I would like every line of the records below that contains the word "resolve" copied.
⟨
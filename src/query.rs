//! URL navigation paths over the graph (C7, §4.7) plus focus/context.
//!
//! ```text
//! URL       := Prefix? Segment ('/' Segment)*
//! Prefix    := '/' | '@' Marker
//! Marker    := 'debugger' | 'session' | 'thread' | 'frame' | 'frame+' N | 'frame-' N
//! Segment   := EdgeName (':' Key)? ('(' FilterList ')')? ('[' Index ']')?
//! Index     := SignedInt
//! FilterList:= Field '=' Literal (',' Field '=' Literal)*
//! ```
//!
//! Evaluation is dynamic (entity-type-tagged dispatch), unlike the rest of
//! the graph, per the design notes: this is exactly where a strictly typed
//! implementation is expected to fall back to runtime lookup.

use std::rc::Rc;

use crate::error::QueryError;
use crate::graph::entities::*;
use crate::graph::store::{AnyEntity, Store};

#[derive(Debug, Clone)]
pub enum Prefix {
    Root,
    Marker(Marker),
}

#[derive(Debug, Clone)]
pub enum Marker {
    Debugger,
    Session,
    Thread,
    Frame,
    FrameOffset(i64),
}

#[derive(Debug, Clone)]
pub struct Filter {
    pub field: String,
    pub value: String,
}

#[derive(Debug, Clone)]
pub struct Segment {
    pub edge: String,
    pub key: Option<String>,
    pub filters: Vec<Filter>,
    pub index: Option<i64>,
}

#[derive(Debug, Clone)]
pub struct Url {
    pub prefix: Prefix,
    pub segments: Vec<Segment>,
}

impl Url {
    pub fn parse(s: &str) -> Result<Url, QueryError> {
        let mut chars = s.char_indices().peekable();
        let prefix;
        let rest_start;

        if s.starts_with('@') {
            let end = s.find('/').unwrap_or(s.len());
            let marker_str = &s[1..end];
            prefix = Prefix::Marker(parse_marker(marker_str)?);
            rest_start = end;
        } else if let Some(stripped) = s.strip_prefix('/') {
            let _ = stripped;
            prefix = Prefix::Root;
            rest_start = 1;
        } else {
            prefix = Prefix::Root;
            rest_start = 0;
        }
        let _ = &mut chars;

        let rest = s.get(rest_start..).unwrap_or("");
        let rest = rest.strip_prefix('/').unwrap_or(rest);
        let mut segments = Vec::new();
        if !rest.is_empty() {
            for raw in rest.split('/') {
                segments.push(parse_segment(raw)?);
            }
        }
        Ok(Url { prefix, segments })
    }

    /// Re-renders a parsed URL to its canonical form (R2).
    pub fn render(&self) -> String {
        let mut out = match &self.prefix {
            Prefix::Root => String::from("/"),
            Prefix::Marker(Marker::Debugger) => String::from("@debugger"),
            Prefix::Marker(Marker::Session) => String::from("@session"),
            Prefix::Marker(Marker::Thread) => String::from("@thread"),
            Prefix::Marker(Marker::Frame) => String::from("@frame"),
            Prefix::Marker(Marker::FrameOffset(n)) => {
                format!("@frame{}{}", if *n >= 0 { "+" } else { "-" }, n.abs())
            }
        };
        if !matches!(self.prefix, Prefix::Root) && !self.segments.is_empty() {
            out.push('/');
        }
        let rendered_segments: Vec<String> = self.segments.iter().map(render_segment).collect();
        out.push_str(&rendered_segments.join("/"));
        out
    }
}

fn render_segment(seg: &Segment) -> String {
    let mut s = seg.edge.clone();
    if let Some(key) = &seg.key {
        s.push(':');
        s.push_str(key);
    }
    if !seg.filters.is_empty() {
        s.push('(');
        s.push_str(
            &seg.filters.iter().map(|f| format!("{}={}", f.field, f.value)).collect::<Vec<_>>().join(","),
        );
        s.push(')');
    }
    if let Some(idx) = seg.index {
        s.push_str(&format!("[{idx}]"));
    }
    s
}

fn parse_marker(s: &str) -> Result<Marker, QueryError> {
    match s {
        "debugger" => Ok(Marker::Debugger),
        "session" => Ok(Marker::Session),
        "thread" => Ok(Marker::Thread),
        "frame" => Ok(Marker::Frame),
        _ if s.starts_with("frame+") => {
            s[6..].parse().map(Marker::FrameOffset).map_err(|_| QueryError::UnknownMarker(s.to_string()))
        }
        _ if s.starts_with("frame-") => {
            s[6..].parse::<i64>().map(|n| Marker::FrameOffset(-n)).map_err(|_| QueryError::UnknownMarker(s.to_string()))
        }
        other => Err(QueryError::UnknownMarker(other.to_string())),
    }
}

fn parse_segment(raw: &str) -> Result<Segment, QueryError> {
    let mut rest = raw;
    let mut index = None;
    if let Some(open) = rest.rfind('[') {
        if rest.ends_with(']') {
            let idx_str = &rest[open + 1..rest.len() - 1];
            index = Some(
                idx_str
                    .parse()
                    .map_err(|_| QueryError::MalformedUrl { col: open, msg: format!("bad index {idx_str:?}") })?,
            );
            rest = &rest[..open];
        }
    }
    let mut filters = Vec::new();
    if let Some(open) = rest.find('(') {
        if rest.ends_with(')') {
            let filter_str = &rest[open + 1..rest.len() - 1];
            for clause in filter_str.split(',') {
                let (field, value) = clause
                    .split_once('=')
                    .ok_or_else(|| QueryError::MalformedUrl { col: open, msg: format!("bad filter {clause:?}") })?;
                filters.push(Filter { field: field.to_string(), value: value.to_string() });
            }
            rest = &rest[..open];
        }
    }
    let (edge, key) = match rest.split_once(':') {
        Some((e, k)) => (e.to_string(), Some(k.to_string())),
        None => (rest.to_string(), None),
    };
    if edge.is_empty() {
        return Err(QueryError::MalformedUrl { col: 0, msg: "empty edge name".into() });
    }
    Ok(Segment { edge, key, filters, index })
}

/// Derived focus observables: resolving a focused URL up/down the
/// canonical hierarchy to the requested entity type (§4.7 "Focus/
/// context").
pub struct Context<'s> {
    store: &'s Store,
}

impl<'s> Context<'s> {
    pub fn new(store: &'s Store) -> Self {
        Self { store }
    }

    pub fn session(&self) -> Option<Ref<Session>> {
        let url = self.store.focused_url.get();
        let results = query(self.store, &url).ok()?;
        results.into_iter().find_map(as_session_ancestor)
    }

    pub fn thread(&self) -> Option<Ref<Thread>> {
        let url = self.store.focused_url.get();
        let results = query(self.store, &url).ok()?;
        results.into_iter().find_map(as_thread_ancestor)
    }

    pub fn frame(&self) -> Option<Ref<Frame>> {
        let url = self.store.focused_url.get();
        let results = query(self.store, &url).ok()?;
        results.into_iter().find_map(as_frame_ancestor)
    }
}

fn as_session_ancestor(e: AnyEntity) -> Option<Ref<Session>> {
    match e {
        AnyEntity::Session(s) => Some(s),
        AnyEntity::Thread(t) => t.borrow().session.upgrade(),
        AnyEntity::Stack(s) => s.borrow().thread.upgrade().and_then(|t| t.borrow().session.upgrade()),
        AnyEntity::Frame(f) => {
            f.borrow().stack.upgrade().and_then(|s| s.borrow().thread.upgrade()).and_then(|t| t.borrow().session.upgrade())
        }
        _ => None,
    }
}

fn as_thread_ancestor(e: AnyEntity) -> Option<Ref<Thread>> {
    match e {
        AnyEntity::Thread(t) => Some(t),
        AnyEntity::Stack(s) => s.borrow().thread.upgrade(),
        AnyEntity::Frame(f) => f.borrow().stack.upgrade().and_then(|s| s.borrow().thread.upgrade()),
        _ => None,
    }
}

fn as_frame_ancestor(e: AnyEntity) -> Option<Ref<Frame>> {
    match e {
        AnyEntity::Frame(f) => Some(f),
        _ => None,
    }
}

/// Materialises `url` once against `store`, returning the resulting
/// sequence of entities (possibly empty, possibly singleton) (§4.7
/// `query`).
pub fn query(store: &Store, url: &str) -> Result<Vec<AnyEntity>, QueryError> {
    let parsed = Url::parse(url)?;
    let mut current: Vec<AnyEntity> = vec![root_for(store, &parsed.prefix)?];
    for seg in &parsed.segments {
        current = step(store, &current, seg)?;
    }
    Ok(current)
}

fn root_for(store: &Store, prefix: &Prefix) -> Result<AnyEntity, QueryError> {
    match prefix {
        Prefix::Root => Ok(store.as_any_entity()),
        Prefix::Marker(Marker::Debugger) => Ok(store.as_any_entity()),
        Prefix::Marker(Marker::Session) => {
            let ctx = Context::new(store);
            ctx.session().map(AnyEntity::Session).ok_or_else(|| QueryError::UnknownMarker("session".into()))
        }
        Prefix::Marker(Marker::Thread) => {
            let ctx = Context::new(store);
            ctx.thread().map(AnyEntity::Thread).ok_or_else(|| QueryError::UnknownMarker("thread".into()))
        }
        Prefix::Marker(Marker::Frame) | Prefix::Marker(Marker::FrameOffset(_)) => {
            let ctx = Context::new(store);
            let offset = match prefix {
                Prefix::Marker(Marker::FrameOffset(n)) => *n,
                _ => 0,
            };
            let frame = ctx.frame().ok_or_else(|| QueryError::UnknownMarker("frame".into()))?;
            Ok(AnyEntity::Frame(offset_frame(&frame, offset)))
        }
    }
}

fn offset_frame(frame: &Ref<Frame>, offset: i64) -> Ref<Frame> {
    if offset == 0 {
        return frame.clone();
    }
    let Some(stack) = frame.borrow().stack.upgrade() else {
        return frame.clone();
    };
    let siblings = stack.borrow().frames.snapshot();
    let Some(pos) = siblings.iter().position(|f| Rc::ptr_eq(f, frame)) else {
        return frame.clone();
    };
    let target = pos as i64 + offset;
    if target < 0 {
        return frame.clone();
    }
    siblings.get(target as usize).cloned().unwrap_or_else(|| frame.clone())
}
⟩
⟨
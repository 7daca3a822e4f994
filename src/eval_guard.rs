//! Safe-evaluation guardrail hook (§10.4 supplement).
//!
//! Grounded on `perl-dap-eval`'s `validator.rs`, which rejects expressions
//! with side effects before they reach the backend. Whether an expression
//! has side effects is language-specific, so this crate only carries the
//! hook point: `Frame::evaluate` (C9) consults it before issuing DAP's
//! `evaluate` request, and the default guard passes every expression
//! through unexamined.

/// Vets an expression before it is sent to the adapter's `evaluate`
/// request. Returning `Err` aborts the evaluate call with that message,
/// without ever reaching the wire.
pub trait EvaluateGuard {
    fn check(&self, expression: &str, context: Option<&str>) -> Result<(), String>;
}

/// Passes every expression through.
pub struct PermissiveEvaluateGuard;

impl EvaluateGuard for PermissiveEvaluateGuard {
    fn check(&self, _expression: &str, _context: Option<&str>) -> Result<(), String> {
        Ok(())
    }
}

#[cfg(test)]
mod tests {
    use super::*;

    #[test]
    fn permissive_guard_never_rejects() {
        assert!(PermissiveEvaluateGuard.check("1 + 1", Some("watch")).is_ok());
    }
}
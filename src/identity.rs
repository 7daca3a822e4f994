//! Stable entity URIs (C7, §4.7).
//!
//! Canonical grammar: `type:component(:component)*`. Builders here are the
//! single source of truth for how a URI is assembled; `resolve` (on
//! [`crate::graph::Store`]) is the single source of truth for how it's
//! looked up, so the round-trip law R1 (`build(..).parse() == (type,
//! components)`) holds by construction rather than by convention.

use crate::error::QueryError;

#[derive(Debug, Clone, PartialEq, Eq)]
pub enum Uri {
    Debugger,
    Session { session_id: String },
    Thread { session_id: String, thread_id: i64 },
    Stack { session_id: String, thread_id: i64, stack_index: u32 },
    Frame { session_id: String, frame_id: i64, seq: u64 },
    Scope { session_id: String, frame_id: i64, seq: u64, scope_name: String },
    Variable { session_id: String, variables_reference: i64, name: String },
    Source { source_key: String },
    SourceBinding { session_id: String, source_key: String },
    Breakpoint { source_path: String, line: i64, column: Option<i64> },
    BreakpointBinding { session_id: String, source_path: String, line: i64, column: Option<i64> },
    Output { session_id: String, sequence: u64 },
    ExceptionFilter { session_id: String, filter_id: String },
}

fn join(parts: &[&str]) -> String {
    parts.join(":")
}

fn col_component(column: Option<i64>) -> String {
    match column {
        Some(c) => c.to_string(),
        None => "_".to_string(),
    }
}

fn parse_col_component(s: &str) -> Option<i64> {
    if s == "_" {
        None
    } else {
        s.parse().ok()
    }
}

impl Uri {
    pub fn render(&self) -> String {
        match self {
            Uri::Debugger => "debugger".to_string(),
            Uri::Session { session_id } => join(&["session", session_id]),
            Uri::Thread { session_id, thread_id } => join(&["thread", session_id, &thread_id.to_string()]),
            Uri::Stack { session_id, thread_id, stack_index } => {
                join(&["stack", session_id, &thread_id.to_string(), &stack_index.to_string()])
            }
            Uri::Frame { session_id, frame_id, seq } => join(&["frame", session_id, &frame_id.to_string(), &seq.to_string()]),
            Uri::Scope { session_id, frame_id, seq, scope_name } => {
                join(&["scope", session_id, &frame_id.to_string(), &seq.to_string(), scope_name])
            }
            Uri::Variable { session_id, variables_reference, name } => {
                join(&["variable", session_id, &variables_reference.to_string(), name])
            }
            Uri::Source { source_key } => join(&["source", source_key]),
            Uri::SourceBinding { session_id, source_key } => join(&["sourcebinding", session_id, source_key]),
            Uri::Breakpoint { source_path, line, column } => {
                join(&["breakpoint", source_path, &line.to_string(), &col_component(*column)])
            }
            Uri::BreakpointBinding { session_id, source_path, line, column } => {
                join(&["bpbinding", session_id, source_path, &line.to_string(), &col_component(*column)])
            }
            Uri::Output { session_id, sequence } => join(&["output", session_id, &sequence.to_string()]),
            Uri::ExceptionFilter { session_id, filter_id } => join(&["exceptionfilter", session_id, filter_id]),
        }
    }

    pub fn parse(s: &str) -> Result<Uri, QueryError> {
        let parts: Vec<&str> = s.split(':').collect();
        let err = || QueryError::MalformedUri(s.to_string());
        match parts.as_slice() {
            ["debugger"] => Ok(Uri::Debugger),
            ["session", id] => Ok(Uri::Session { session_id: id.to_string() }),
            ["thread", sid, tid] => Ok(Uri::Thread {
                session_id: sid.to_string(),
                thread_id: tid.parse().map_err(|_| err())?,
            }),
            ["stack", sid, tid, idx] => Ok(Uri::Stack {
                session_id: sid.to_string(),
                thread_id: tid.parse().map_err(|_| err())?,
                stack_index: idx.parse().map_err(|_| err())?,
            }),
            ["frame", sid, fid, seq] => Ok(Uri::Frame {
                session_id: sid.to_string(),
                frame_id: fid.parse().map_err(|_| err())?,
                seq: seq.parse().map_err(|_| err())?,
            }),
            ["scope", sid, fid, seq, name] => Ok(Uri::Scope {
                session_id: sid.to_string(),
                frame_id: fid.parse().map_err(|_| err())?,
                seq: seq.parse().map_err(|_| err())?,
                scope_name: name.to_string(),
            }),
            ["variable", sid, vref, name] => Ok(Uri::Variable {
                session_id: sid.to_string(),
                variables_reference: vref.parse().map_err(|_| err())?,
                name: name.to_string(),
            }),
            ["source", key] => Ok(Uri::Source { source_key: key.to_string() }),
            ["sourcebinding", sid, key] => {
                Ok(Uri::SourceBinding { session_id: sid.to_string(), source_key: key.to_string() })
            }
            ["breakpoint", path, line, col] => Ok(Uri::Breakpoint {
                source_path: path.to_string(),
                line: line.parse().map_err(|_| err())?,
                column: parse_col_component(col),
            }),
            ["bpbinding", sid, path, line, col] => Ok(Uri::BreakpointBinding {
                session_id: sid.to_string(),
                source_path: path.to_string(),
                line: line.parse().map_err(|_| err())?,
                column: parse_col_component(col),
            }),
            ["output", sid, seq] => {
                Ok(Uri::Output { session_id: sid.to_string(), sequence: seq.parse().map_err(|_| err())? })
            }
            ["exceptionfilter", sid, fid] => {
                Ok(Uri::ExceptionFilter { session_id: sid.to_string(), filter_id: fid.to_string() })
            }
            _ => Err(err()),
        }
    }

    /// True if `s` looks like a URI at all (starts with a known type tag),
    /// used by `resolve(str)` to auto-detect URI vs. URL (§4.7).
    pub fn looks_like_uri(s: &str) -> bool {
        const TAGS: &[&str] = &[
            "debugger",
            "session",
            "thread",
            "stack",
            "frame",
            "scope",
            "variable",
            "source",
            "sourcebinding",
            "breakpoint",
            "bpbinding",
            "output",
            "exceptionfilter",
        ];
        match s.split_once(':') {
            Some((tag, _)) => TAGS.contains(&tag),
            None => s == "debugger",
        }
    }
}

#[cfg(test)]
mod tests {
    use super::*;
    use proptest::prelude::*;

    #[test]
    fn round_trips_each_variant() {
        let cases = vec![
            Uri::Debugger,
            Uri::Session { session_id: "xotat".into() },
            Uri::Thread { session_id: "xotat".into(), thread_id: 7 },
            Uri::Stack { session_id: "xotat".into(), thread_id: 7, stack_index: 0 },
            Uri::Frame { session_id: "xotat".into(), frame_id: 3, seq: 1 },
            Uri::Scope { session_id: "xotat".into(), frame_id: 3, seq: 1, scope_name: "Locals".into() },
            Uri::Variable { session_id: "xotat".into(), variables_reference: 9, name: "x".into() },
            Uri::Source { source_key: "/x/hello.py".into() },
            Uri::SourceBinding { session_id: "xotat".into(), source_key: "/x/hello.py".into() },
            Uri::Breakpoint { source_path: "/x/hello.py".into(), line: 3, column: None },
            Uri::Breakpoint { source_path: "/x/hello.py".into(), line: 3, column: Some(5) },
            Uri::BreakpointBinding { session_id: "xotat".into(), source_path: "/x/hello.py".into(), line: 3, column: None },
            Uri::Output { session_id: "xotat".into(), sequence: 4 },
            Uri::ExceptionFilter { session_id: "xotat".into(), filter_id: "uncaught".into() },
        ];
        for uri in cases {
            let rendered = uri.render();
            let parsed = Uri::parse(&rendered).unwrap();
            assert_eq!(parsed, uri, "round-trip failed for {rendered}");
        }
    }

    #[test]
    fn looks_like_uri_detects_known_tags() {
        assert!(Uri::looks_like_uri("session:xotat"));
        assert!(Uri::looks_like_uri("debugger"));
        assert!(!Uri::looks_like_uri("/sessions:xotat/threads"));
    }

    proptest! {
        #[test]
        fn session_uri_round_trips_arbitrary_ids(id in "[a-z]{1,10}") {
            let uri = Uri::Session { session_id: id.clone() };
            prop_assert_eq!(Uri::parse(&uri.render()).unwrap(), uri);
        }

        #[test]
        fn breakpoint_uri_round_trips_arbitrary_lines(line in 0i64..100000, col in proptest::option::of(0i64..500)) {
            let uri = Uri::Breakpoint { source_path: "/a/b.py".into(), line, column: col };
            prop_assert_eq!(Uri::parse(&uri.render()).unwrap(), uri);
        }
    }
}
⟩
> [Answer to the problem]:
//! single source of truth for how a URI is assembled; `resolve` (on
    /// used by `resolve(str)` to auto-detect URI vs. URL (§4.7).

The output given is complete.